Une présence industrielle aussi lourde signifie que diverses milices soudanaises armées ont ciblé à plusieurs reprises les Chinois. Pendant la guerre civile qui culmine avec la sécession du Soudan du Sud, le chef rebelle John Garang qualifie les techniciens pétroliers chinois de cibles légitimes. Ils finissent par être partout en Afrique. En 2007, neuf techniciens pétroliers chinois de la multinationale Sinopec ont été tués par des guérilleros rebelles dans la région éthiopienne de l’Ogaden, d’autres ont été pris en otage puis libérés contre paiement. Au Tchad, des centaines d’employés chinois de la CNPC et de Huawei ont dû être évacués (en l’occurrence par des troupes françaises) en 2008. Trois ans plus tard, la Chine a été contrainte d’organiser le plus colossal sauvetage-rapatriement de ses concitoyens par voie terrestre, maritime. et aérien : 36 000 sont secourus depuis la Libye. qu’en 2011, c’était la première fois que la marine chinoise traversait le canal de Suez et arrivait en Méditerranée. L’opération libyenne sert de précédent pour organiser une autre évacuation, en 2015, cette fois du Yémen déchiré par la guerre. En novembre de la même année, dix Chinois sont assiégés par une milice islamique dans un hôtel international de la chaîne Radisson à Bamako au Mali ; lorsque les troupes gouvernementales arrivent, trois Chinois sont tués dans la fusillade finale. En 2016, deux soldats chinois engagés au Soudan du Sud comme casques bleus dans une mission de paix sous le drapeau de l’ONU sont morts dans un échange de tirs avec l’armée sécessionniste. Les enquêtes sur cet incident mortel révèlent que les armes des rebelles sont fabriquées en Chine. Le gouvernement de Pékin réagit avec colère : l’attention doit être concentrée sur qui a tiré, pas sur la production d’armes.

une contradiction qui touche toutes les superpuissances et aujourd’hui la Chine ne fait pas exception : en concurrence avec la Russie pour la primauté des ventes d’armes en Afrique. L’engagement croissant du personnel militaire chinois dans les opérations de maintien de la paix de l’ONU les ajoute également aux cibles. Tout comme l’évoque le film Warrior Wolf 2, la République populaire aux prises avec un engrenage inexorable. Bien que son expansion mondiale le long des Nouvelles Routes de la Soie ait des aspects bénéfiques, il est inévitable qu’elle apparaisse à certains comme une puissance impérialiste et néocoloniale au même titre que l’Amérique, la France, l’Angleterre. Si elle ne veut pas laisser ses concitoyens à la merci d’attentats, d’exécutions, d’enlèvements avec demande de rançon, la Chine doit se doter d’une présence militaire toujours plus visible, encombrante, intrusive dans des lieux éloignés de ses frontières. C’est déjà en train de se produire, et nous verrons de plus en plus ses manifestations, y compris en Méditerranée. mécanisme bien connu, dans les phases de montée des nouvelles puissances impériales : affaires et armées vont de pair pour étendre l’influence à l’étranger, et la justification défensive ne sera pas acceptée par les destinataires des nouvelles missions militaires.

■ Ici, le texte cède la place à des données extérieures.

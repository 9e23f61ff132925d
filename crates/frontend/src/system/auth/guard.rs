use leptos::prelude::*;

use crate::layout::nav_context::{use_nav, Screen};

use super::context::use_session;

/// Renders children only while an admin session exists; anyone else is
/// rerouted to the home screen. Covers stale or forged history entries
/// that point at the dashboard after logout.
#[component]
pub fn RequireAdmin(children: ChildrenFn) -> impl IntoView {
    let session = use_session();
    let nav = use_nav();
    let is_admin = session.is_admin();

    Effect::new(move |_| {
        if !is_admin.get() {
            nav.replace(Screen::Home);
        }
    });

    view! {
        <Show when=move || is_admin.get()>
            {children()}
        </Show>
    }
}
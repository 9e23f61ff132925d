pub mod app;
pub mod layout;
pub mod pages;
pub mod routes;
pub mod shared;
pub mod system;

use wasm_bindgen::prelude::wasm_bindgen;

#[wasm_bindgen]
pub fn hydrate() {
    // initializes logging using the `log` crate
    _ = console_log::init_with_level(log::Level::Debug);
    console_error_panic_hook::set_once();

    leptos::mount::mount_to_body(app::App);
}

#[wasm_bindgen(start)]
pub fn start() {
    hydrate();
}
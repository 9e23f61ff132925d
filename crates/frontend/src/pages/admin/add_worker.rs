use contracts::enums::{AccountStatus, Department, Gender};
use contracts::forms::{error_for, FieldError, NewWorkerForm};
use leptos::prelude::*;

use crate::shared::components::ui::{Button, Input, Select};
use crate::shared::defer::DeferSlot;

/// Simulated processing delay before a submission is acknowledged
const SUBMIT_DELAY_MS: u32 = 700;
/// The success banner clears after this long
const BANNER_MS: u32 = 2000;

/// Worker intake form. The submission is validated and acknowledged, then
/// discarded; the directory never grows.
#[component]
pub fn AddWorkerSection() -> impl IntoView {
    let (full_name, set_full_name) = create_signal(String::new());
    let (phone, set_phone) = create_signal(String::new());
    let (employee_no, set_employee_no) = create_signal(String::new());
    let (gender, set_gender) = create_signal(String::new());
    let (department, set_department) = create_signal(String::new());
    let (joined, set_joined) = create_signal(String::new());
    let (status, set_status) = create_signal(AccountStatus::Active.code().to_string());
    let (errors, set_errors) = create_signal(Vec::<FieldError>::new());
    let (succeeded, set_succeeded) = create_signal(false);
    let (is_saving, set_is_saving) = create_signal(false);
    let submit = DeferSlot::new();
    let banner = DeferSlot::new();

    let field_error = move |field: &'static str| {
        errors.with(|list| error_for(list, field).map(str::to_string))
    };

    let reset = move || {
        set_full_name.set(String::new());
        set_phone.set(String::new());
        set_employee_no.set(String::new());
        set_gender.set(String::new());
        set_department.set(String::new());
        set_joined.set(String::new());
        set_status.set(AccountStatus::Active.code().to_string());
    };

    let on_submit = move |ev: leptos::ev::SubmitEvent| {
        ev.prevent_default();

        let form = NewWorkerForm {
            full_name: full_name.get(),
            phone: phone.get(),
            employee_no: employee_no.get(),
            gender: gender.get(),
            department: department.get(),
            joined: joined.get(),
            status: status.get(),
        };

        let found = form.validate();
        if !found.is_empty() {
            set_errors.set(found);
            return;
        }
        set_errors.set(Vec::new());
        set_is_saving.set(true);

        submit.schedule(SUBMIT_DELAY_MS, move || {
            log::debug!("worker submission acknowledged and discarded");
            set_is_saving.set(false);
            set_succeeded.set(true);
            banner.schedule(BANNER_MS, move || {
                set_succeeded.set(false);
                reset();
            });
        });
    };

    let gender_options: Vec<(String, String)> = Gender::all()
        .into_iter()
        .map(|g| (g.code().to_string(), g.display_name().to_string()))
        .collect();
    let department_options: Vec<(String, String)> = Department::floor()
        .into_iter()
        .map(|d| (d.code().to_string(), d.display_name().to_string()))
        .collect();
    let status_options: Vec<(String, String)> = AccountStatus::all()
        .into_iter()
        .map(|s| (s.code().to_string(), s.display_name().to_string()))
        .collect();

    view! {
        <div class="panel">
            <h2 class="panel__title">"Add worker"</h2>

            <Show when=move || succeeded.get()>
                <div class="panel__alert panel__alert--success">
                    "Worker added successfully."
                </div>
            </Show>

            <form on:submit=on_submit>
                <Input
                    label="Full name"
                    id="worker-name"
                    value=full_name
                    on_input=Callback::new(move |v| set_full_name.set(v))
                    error=Signal::derive(move || field_error("full_name"))
                />
                <Input
                    label="Phone number"
                    id="worker-phone"
                    value=phone
                    on_input=Callback::new(move |v| set_phone.set(v))
                    placeholder="01XXXXXXXXX"
                    error=Signal::derive(move || field_error("phone"))
                />
                <Input
                    label="Employee ID"
                    id="worker-employee-no"
                    value=employee_no
                    on_input=Callback::new(move |v| set_employee_no.set(v))
                    placeholder="EMP-000"
                    error=Signal::derive(move || field_error("employee_no"))
                />
                <Select
                    label="Gender"
                    id="worker-gender"
                    value=gender
                    on_change=Callback::new(move |v| set_gender.set(v))
                    options=gender_options
                    placeholder="Select gender"
                    error=Signal::derive(move || field_error("gender"))
                />
                <Select
                    label="Department"
                    id="worker-department"
                    value=department
                    on_change=Callback::new(move |v| set_department.set(v))
                    options=department_options
                    placeholder="Select department"
                    error=Signal::derive(move || field_error("department"))
                />
                <Input
                    label="Join date"
                    id="worker-joined"
                    input_type="date"
                    value=joined
                    on_input=Callback::new(move |v| set_joined.set(v))
                    error=Signal::derive(move || field_error("joined"))
                />
                <Select
                    label="Status"
                    id="worker-status"
                    value=status
                    on_change=Callback::new(move |v| set_status.set(v))
                    options=status_options
                    error=Signal::derive(move || field_error("status"))
                />

                <Button button_type="submit" disabled=is_saving>
                    {move || if is_saving.get() { "Saving..." } else { "Add worker" }}
                </Button>
            </form>
        </div>
    }
}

Cet expansionnisme armé est revendiqué par une partie de la population chinoise. Lors de certains événements tragiques de meurtres ou d’enlèvements en Afrique, le gouvernement de Pékin a été critiqué sur les réseaux sociaux chinois pour ne pas avoir réagi avec les moyens adéquats. La déception était forte, lorsque les victimes chinoises d’attaques dans des pays lointains n’ont pas été sauvées par des blitz militaires de type guerrier loup. Pour nous, Occidentaux, Xi Jinping peut sembler un militariste. Pour certains des siens, ce n’est pas assez. Il y a une circonscription nationale qui veut une Chine plus armée, pour tenir la double promesse faite dans le film loup guerrier 2: La patrie n’abandonnera jamais les Chinois d’outre-mer. L’acteur-réalisateur-scénariste Wu Jing explique ainsi le succès du film : Dans le passé, beaucoup de nos films parlaient de la guerre de l’opium ou de la manière dont d’autres pays attaquaient la Chine. Les Chinois ont toujours rêvé du jour où cette nation pourrait protéger son peuple et contribuer à la paix mondiale. Si les deux missions se contredisent, nul doute que la première l’emportera.